=== SUPPLIED INFORMATION ===
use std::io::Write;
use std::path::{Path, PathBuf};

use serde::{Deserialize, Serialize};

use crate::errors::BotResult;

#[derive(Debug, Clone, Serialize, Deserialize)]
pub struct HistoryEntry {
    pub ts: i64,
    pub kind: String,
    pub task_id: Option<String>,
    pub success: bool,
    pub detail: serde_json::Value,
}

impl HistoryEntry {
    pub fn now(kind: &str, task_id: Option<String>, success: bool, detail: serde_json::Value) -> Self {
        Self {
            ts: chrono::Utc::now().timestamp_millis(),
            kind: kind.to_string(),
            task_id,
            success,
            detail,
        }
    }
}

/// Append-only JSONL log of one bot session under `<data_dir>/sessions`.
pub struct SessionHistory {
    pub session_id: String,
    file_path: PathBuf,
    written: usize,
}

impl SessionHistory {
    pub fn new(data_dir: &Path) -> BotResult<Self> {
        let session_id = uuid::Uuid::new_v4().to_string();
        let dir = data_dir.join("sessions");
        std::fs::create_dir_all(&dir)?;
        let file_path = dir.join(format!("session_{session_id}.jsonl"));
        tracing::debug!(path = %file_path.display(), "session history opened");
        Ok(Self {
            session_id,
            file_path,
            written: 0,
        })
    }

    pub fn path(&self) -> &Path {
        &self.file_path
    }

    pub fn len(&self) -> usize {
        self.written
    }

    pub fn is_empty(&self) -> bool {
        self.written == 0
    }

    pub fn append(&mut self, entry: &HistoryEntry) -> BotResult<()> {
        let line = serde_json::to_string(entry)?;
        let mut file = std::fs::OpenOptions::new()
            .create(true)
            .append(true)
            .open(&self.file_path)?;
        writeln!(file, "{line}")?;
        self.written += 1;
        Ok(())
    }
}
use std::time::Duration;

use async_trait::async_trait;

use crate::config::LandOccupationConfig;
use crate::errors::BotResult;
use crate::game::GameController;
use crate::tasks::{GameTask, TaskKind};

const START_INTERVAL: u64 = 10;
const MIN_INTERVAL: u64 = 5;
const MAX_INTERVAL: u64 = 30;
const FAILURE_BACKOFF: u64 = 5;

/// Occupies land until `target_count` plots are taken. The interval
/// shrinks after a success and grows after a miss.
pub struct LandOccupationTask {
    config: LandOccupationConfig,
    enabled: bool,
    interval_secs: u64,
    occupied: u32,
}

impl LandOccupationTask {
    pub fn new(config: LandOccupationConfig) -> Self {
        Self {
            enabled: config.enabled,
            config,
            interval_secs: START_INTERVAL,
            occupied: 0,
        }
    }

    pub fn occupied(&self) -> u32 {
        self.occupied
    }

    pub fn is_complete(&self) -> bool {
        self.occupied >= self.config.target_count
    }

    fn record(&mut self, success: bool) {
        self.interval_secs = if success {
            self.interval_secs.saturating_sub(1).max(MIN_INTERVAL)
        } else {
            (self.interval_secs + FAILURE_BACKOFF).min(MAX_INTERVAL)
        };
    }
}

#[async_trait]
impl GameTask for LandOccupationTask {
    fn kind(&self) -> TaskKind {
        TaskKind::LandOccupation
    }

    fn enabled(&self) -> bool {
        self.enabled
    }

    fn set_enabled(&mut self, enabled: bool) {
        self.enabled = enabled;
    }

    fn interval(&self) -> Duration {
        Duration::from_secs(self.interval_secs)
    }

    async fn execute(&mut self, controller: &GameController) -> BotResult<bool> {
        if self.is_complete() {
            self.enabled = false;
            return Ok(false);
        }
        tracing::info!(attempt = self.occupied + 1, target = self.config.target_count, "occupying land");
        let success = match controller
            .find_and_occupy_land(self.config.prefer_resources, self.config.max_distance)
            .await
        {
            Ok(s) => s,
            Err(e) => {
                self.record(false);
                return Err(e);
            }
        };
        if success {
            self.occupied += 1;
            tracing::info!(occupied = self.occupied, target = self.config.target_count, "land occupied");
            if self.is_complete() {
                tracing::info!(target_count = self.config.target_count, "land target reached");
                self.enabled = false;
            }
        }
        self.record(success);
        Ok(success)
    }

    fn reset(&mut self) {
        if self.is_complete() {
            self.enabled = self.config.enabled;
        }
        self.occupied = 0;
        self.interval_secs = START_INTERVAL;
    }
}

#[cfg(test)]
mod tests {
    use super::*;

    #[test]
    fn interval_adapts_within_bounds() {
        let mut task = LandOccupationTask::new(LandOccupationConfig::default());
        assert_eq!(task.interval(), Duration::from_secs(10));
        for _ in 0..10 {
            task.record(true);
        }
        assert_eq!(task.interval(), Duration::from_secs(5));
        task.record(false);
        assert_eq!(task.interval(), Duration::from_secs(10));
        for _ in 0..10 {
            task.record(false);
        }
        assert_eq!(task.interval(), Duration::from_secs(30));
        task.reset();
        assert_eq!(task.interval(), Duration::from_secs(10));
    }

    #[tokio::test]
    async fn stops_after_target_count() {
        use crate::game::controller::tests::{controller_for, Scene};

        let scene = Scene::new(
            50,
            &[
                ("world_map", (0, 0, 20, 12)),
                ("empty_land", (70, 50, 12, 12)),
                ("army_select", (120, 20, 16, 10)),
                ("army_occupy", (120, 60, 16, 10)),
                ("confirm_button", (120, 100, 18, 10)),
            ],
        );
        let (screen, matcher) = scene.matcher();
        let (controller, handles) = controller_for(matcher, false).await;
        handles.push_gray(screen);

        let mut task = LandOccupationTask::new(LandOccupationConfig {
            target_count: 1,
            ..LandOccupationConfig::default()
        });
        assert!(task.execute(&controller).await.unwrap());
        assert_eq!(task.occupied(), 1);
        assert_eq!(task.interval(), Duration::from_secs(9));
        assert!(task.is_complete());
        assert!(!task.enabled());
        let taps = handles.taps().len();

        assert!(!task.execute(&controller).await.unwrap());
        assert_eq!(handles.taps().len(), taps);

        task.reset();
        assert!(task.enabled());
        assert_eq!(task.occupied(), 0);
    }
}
===
### TASK ITEM
Looking at the entries above, count the lines that contain the string "tests", then give the number and nothing else.

### COMPLETED EXERCISE
2